By Mart Duitemeijer
Netherlands Innovation Network

Key stakeholders who work in the field of life sciences and health in Massachusetts and the Netherlands came together in a virtual session June 8 to discuss how their ecosystems are responding to COVID-19, which lessons could be learned from the reaction to the pandemic, and how to stimulate closer international collaboration.

On both sides of the Atlantic, governments and other organizations such as Mass Life Sciences Center, Health~Holland, MassBIO, and HollandBIO have taken measures to support companies in the life sciences and health sector that are developing vaccines, working on a vaccine, or manufacturing personal protective equipment (PPE). Measures range from funding for research and development to helping companies bring back their scientists to the lab.

Biotech companies have proven to be dynamic and are pivoting to focus their work on therapies and vaccines. Around 80 biotech companies in Massachusetts are working COVID-19 related research. Even more so, participants observe an increased amount of cooperation between companies, researchers, and governments to find solutions.

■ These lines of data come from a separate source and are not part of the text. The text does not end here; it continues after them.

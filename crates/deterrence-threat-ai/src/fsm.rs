//! Threat behavior finite state machine.
//!
//! Pure functions that compute phase transitions and velocity adjustments
//! for threat entities based on their archetype, current phase, and situation.
//! No ECS dependency — operates on plain data.

use deterrence_core::constants::*;
use deterrence_core::enums::{ThreatArchetype, ThreatPhase};
use deterrence_core::types::{Position, Velocity};

use crate::profiles::get_profile;

/// Input to the threat FSM for a single entity.
pub struct ThreatContext {
    pub archetype: ThreatArchetype,
    pub phase: ThreatPhase,
    pub position: Position,
    pub velocity: Velocity,
    pub target: Position,
    pub range_to_target: f64,
    pub is_engaged: bool,
    pub elapsed_in_phase_secs: f64,
}

/// Output from the threat FSM.
pub struct ThreatUpdate {
    pub new_phase: ThreatPhase,
    pub new_velocity: Velocity,
    pub phase_changed: bool,
}

/// Evaluate the FSM for one threat. Returns the updated phase and velocity.
pub fn evaluate(ctx: &ThreatContext) -> ThreatUpdate {
    let no_change = ThreatUpdate {
        new_phase: ctx.phase,
        new_velocity: ctx.velocity,
        phase_changed: false,
    };

    // Terminal states — no transitions
    if matches!(ctx.phase, ThreatPhase::Destroyed | ThreatPhase::Impact) {
        return no_change;
    }

    let profile = get_profile(ctx.archetype);

    match ctx.phase {
        ThreatPhase::Cruise => evaluate_cruise(ctx, &profile),
        ThreatPhase::PopUp => evaluate_popup(ctx, &profile),
        ThreatPhase::Terminal => evaluate_terminal(ctx, &profile),
        ThreatPhase::Evasive => evaluate_evasive(ctx),
        ThreatPhase::Destroyed | ThreatPhase::Impact => no_change,
    }
}

fn evaluate_cruise(
    ctx: &ThreatContext,
    profile: &crate::profiles::ThreatBehaviorProfile,
) -> ThreatUpdate {
    // Sea-skimmers: transition to PopUp before Terminal
    if let Some(popup_range) = profile.popup_range {
        if ctx.range_to_target <= popup_range {
            let new_vel = compute_popup_velocity(ctx, profile);
            return ThreatUpdate {
                new_phase: ThreatPhase::PopUp,
                new_velocity: new_vel,
                phase_changed: true,
            };
        }
    }

    // Non-sea-skimmers: go directly to Terminal (if archetype has one)
    if profile.terminal_range > 0.0 && ctx.range_to_target <= profile.terminal_range {
        let new_vel = compute_terminal_velocity(ctx, profile);
        return ThreatUpdate {
            new_phase: ThreatPhase::Terminal,
            new_velocity: new_vel,
            phase_changed: true,
        };
    }

    // SubsonicDrone: stays Cruise until impact
    if ctx.range_to_target <= THREAT_IMPACT_RANGE {
        return ThreatUpdate {
            new_phase: ThreatPhase::Impact,
            new_velocity: Velocity::new(0.0, 0.0, 0.0),
            phase_changed: true,
        };
    }

    ThreatUpdate {
        new_phase: ctx.phase,
        new_velocity: ctx.velocity,
        phase_changed: false,
    }
}

fn evaluate_popup(
    ctx: &ThreatContext,
    profile: &crate::profiles::ThreatBehaviorProfile,
) -> ThreatUpdate {
    // After popup duration, transition to Terminal
    if ctx.elapsed_in_phase_secs >= THREAT_POPUP_DURATION_SECS {
        let new_vel = compute_terminal_velocity(ctx, profile);
        return ThreatUpdate {
            new_phase: ThreatPhase::Terminal,
            new_velocity: new_vel,
            phase_changed: true,
        };
    }

    ThreatUpdate {
        new_phase: ctx.phase,
        new_velocity: ctx.velocity,
        phase_changed: false,
    }
}

fn evaluate_terminal(
    ctx: &ThreatContext,
    profile: &crate::profiles::ThreatBehaviorProfile,
) -> ThreatUpdate {
    // Impact check
    if ctx.range_to_target <= THREAT_IMPACT_RANGE {
        return ThreatUpdate {
            new_phase: ThreatPhase::Impact,
            new_velocity: Velocity::new(0.0, 0.0, 0.0),
            phase_changed: true,
        };
    }

    // SeaSkimmerMk2 goes evasive when engaged
    if profile.can_evade && ctx.is_engaged {
        let new_vel = compute_evasive_velocity(ctx);
        return ThreatUpdate {
            new_phase: ThreatPhase::Evasive,
            new_velocity: new_vel,
            phase_changed: true,
        };
    }

    ThreatUpdate {
        new_phase: ctx.phase,
        new_velocity: ctx.velocity,
        phase_changed: false,
    }
}

fn evaluate_evasive(ctx: &ThreatContext) -> ThreatUpdate {
    // Still heading toward target, but with jink — impact check
    if ctx.range_to_target <= THREAT_IMPACT_RANGE {
        return ThreatUpdate {
            new_phase: ThreatPhase::Impact,
            new_velocity: Velocity::new(0.0, 0.0, 0.0),
            phase_changed: true,
        };
    }

    ThreatUpdate {
        new_phase: ctx.phase,
        new_velocity: ctx.velocity,
        phase_changed: false,
    }
}

/// Compute velocity for pop-up maneuver: maintain horizontal heading, add climb.
fn compute_popup_velocity(
    ctx: &ThreatContext,
    profile: &crate::profiles::ThreatBehaviorProfile,
) -> Velocity {
    let h_speed = ctx.velocity.horizontal_speed();
    let heading = ctx.velocity.heading();
    // Climb rate to reach popup altitude in popup duration
    let climb_rate = profile.popup_altitude / THREAT_POPUP_DURATION_SECS;
    Velocity::new(h_speed * heading.sin(), h_speed * heading.cos(), climb_rate)
}

/// Compute velocity for terminal phase: speed up, head toward target, dive if needed.
fn compute_terminal_velocity(
    ctx: &ThreatContext,
    profile: &crate::profiles::ThreatBehaviorProfile,
) -> Velocity {
    let dx = ctx.target.x - ctx.position.x;
    let dy = ctx.target.y - ctx.position.y;
    let horiz_dist = (dx * dx + dy * dy).sqrt();

    let new_speed = profile.cruise_speed * profile.terminal_speed_factor;

    if horiz_dist < 1.0 {
        // Directly above target — dive straight down
        return Velocity::new(0.0, 0.0, -new_speed);
    }

    let heading_to_target = dx.atan2(dy);

    // Vertical component: dive back to sea level (or steep dive for ballistic)
    let vz = if profile.terminal_dive {
        // Ballistic: steep dive proportional to altitude
        let dive_angle = (ctx.position.z / horiz_dist).atan();
        -new_speed * dive_angle.sin()
    } else if ctx.position.z > profile.cruise_altitude + 10.0 {
        // Sea-skimmer returning from popup — descend
        -ctx.position.z / 3.0 // descend over ~3 seconds
    } else {
        0.0
    };

    // Horizontal speed component
    let h_speed = (new_speed * new_speed - vz * vz).max(0.0).sqrt();

    Velocity::new(
        h_speed * heading_to_target.sin(),
        h_speed * heading_to_target.cos(),
        vz,
    )
}

/// Compute evasive velocity: maintain heading toward target with lateral jink.
fn compute_evasive_velocity(ctx: &ThreatContext) -> Velocity {
    let dx = ctx.target.x - ctx.position.x;
    let dy = ctx.target.y - ctx.position.y;
    let horiz_dist = (dx * dx + dy * dy).sqrt();

    if horiz_dist < 1.0 {
        return ctx.velocity;
    }

    let heading_to_target = dx.atan2(dy);
    let speed = ctx.velocity.speed();

    // Lateral jink: perpendicular to heading, oscillating based on elapsed time
    let jink_angle = (ctx.elapsed_in_phase_secs * 2.0 * std::f64::consts::PI).sin() * 0.3;
    let effective_heading = heading_to_target + jink_angle;

    Velocity::new(
        speed * effective_heading.sin(),
        speed * effective_heading.cos(),
        0.0,
    )
}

For instance, the extent with which data has been shared across the sector has largely increased. This doesn’t stop at the private sector, as public and semi-public organizations have informed each other across borders to support each other in handling the situation. Also when looking at formal procedures, agencies have shown great efficiency in shortening approval procedures to speed up the development of vaccines and therapies

A paradox can be observed regarding the supply of PPE and other vital medical equipment that companies have sourced internationally. The pandemic has shown the limits of international supply chains, therefore, will governments require that vital manufacturing be maintained within their geographical reach?

On the other hand, participants of the conversations agree that there will always be a need to collaborate internationally and make use of each other’s strengths. If all strengths from different countries or ecosystems could be brought together, this will create a stronger value chain where collaboration between partners is needed and truly adds value.

When looking ahead, participants recognize that in a post-COVID world, we should be better prepared for a possible outbreak of a pandemic. That we need to be ready to think and act together, internationally, so we can organize the supply chain and share data and expertise when needed.